Evolution, biosynthesis and protective roles of oligogalactolipids: Key molecules for terrestrial photosynthesis?

Galactolipids (GLs) are the main lipids in chloroplast membranes and by default are also the most abundant polar lipids on earth. GLs with one or two galactose residues, monogalactosyldiacylglycerol (MGDG) and digalactosyldiacylglycerol (DGDG), are ubiquitous and essential for photosynthesis. GLs with a headgroup formed by three to five galactoses, the so-called oligogalactolipids (OGLs), are only detected in some taxa, organs and environmental conditions. OGLs can be synthesized by two metabolic pathways: successive galactosylation by DGDG synthase (DGD) or transgalactosylation from MGDG by the GL:GL galactosyltransferase (GGGT/SFR2). While the first route appeared early in the evolution (cyanobacteria), the second evolved associated to the process of terrestrialization in the streptophytes.
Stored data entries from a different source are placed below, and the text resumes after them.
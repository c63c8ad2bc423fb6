use super::*;
use crate::level::Direction;
use crate::path::{PathDraft, PathGoal};
use crate::player::{InteractionMode, UNBOARDING_KEYS};

const DPAD: [(FrameInput, Direction); 4] = [
    (FrameInput::UP, Direction::North),
    (FrameInput::DOWN, Direction::South),
    (FrameInput::LEFT, Direction::West),
    (FrameInput::RIGHT, Direction::East),
];

impl Simulation {
    pub(super) fn run_player(&mut self, player: &mut Player) {
        player.highlights.clear();
        let input = player.input;

        if player.mode.flight().is_some_and(|flight| {
            !self.roster.get(flight).is_some_and(|entry| entry.is_active())
        }) {
            player.mode = InteractionMode::Idle;
        }

        // Face buttons belong to the minigame while it runs.
        let in_minigame = matches!(player.mode, InteractionMode::Unboarding { .. });
        if input.single_press(FrameInput::SELECT) {
            player.mode = match player.mode {
                InteractionMode::ShowData => InteractionMode::Idle,
                _ => InteractionMode::ShowData,
            };
        } else if !in_minigame {
            if input.single_press(FrameInput::CIRCLE) {
                player.mode = InteractionMode::Idle;
            } else if input.single_press(FrameInput::TRIANGLE) {
                player.camera.locked = match player.camera.locked {
                    Some(_) => None,
                    None => player.selected_flight(),
                };
            }
        }

        match player.mode {
            InteractionMode::Idle | InteractionMode::ShowData => self.browse(player),
            InteractionMode::SelectRunway { .. } => self.select_runway(player),
            InteractionMode::SelectPath { .. } => self.select_path(player),
            InteractionMode::Unboarding { .. } => self.unboard(player),
        }

        self.follow_camera(player);
    }

    /// Selection cycling, stop/resume and opening a command mode.
    fn browse(&mut self, player: &mut Player) {
        let input = player.input;
        if input.single_press(FrameInput::L1) {
            player.cycle_selection(false);
        }
        if input.single_press(FrameInput::R1) {
            player.cycle_selection(true);
        }
        let Some(flight) = player.selected_flight() else {
            return;
        };
        let state = self.roster.state(flight);

        if input.single_press(FrameInput::SQUARE) {
            let result = match state {
                FlightState::UserStopped => self.resume_aircraft(flight),
                _ => self.stop_aircraft(flight),
            };
            if result.is_err() {
                self.events.push(SimEvent::Sound(Sound::Invalid));
            }
            return;
        }

        if !input.single_press(FrameInput::CROSS) {
            return;
        }
        match state {
            FlightState::Approach | FlightState::HoldingRwy => {
                let choice = 0;
                player.mode = InteractionMode::SelectRunway {
                    flight,
                    choice,
                    invalid: self.runway_choice_invalid(flight, choice),
                };
            }
            FlightState::Parked | FlightState::Landed => {
                let goal = if state == FlightState::Parked {
                    PathGoal::HoldingPoint
                } else {
                    PathGoal::Parking
                };
                match self
                    .pool
                    .get(flight)
                    .and_then(|aircraft| aircraft.current_tile(&self.level))
                {
                    Some(origin) => {
                        player.mode = InteractionMode::SelectPath {
                            flight,
                            draft: PathDraft::new(goal, origin),
                        };
                    }
                    None => self.events.push(SimEvent::Sound(Sound::Invalid)),
                }
            }
            FlightState::ReadyForTakeoff => {
                if self.request_takeoff(flight).is_err() {
                    self.events.push(SimEvent::Sound(Sound::Invalid));
                }
            }
            FlightState::Unboarding => {
                player.mode = InteractionMode::Unboarding {
                    flight,
                    sequence: self.unboarding_sequence(),
                    progress: 0,
                };
            }
            _ => self.events.push(SimEvent::Sound(Sound::Invalid)),
        }
    }

    fn runway_choice_invalid(&self, flight: FlightId, choice: usize) -> bool {
        match self.level.runway_headers().get(choice) {
            Some(&header) => self.check_runway(flight, header).is_err(),
            None => true,
        }
    }

    fn select_runway(&mut self, player: &mut Player) {
        let InteractionMode::SelectRunway { flight, choice, .. } = player.mode else {
            return;
        };
        let headers = self.level.runway_headers().len();
        if headers == 0 {
            player.mode = InteractionMode::Idle;
            self.events.push(SimEvent::Sound(Sound::Invalid));
            return;
        }

        let input = player.input;
        let mut choice = choice % headers;
        if input.single_press(FrameInput::LEFT) || input.single_press(FrameInput::UP) {
            choice = (choice + headers - 1) % headers;
        }
        if input.single_press(FrameInput::RIGHT) || input.single_press(FrameInput::DOWN) {
            choice = (choice + 1) % headers;
        }
        let header = self.level.runway_headers()[choice];
        let mut invalid = self.runway_choice_invalid(flight, choice);

        if input.single_press(FrameInput::CROSS) {
            match self.assign_runway(flight, header) {
                Ok(()) => {
                    player.mode = InteractionMode::Idle;
                    return;
                }
                Err(err) => {
                    tracing::debug!(flight, header, %err, "runway selection rejected");
                    invalid = true;
                    self.events.push(SimEvent::Sound(Sound::Invalid));
                }
            }
        }

        if let Some(run) = self.level.runway_run(header) {
            player.highlights.extend(run);
        }
        player.mode = InteractionMode::SelectRunway {
            flight,
            choice,
            invalid,
        };
    }

    fn select_path(&mut self, player: &mut Player) {
        let InteractionMode::SelectPath { flight, mut draft } =
            std::mem::take(&mut player.mode)
        else {
            return;
        };
        let input = player.input;

        for (button, direction) in DPAD {
            if input.single_press(button) {
                draft.move_cursor(&self.level, direction);
            }
        }

        if input.single_press(FrameInput::CROSS) {
            if draft
                .confirmable(&self.level, &self.occupancy, flight)
                .is_ok()
            {
                match self.confirm_taxi_path(flight, &draft) {
                    Ok(()) => return,
                    Err(err) => {
                        tracing::debug!(flight, %err, "taxi path rejected");
                        draft.invalid = true;
                        self.events.push(SimEvent::Sound(Sound::Invalid));
                    }
                }
            } else if draft.extend(&self.level).is_err() {
                self.events.push(SimEvent::Sound(Sound::Invalid));
            }
        }

        player.highlights.extend(
            draft
                .candidate(&self.level)
                .unwrap_or_else(|_| draft.tiles.clone()),
        );
        player.mode = InteractionMode::SelectPath { flight, draft };
    }

    fn unboard(&mut self, player: &mut Player) {
        let InteractionMode::Unboarding {
            flight,
            mut sequence,
            mut progress,
        } = std::mem::take(&mut player.mode)
        else {
            return;
        };
        if self.roster.state(flight) != FlightState::Unboarding {
            return;
        }

        let fresh = player.input.fresh();
        let pressed: Vec<FrameInput> = UNBOARDING_KEYS
            .iter()
            .copied()
            .filter(|&key| fresh.contains(key))
            .collect();

        if let [key] = pressed.as_slice() {
            if sequence.get(progress) == Some(key) {
                progress += 1;
                self.events.push(SimEvent::Sound(Sound::KeyAccepted));
            } else {
                progress = 0;
                self.events.push(SimEvent::Sound(Sound::KeyRejected));
            }
        }

        if progress >= sequence.len() {
            let per_sequence = self.config.passengers_per_sequence;
            let remaining = match self.roster.get_mut(flight) {
                Some(entry) => {
                    entry.passengers = entry.passengers.saturating_sub(per_sequence);
                    entry.passengers
                }
                None => 0,
            };
            self.events.push(SimEvent::Unloaded { flight, remaining });
            if remaining == 0 {
                self.retire(flight, true);
                return;
            }
            sequence = self.unboarding_sequence();
            progress = 0;
        }

        player.mode = InteractionMode::Unboarding {
            flight,
            sequence,
            progress,
        };
    }

    fn unboarding_sequence(&mut self) -> Vec<FrameInput> {
        (0..self.config.sequence_len())
            .map(|_| UNBOARDING_KEYS[self.rng.next_int(UNBOARDING_KEYS.len() as u32) as usize])
            .collect()
    }

    fn follow_camera(&self, player: &mut Player) {
        let Some(flight) = player.camera.locked else {
            return;
        };
        match self.pool.get(flight) {
            Some(aircraft) => {
                player.camera.x = aircraft.x;
                player.camera.y = aircraft.y;
            }
            None => player.camera.locked = None,
        }
    }
}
Both routes also differ on the anomeric type of glycosidic linkages formed: alpha-type in DGD and beta-type in GGGT/SFR2. Despite functional differences between both configurations, the anomeric analysis of OGLs allows tracking their biosynthetic origin. While alpha-OGLs are constitutive and present in some algae and non-vegetative organs of vascular plants, beta-OGLs are typically stress inducible in photosynthetic tissues. Land colonization by plants involved new challenges, such as the risk of dehydration, which required developing biochemical and physiological strategies to stabilize chloroplast membranes and safeguard their functioning. Based on the integrated assessment of data available we propose that the appearance of OGLs was one of those adaptations that simultaneously could have provided advantages against other environmental constraints such as freezing.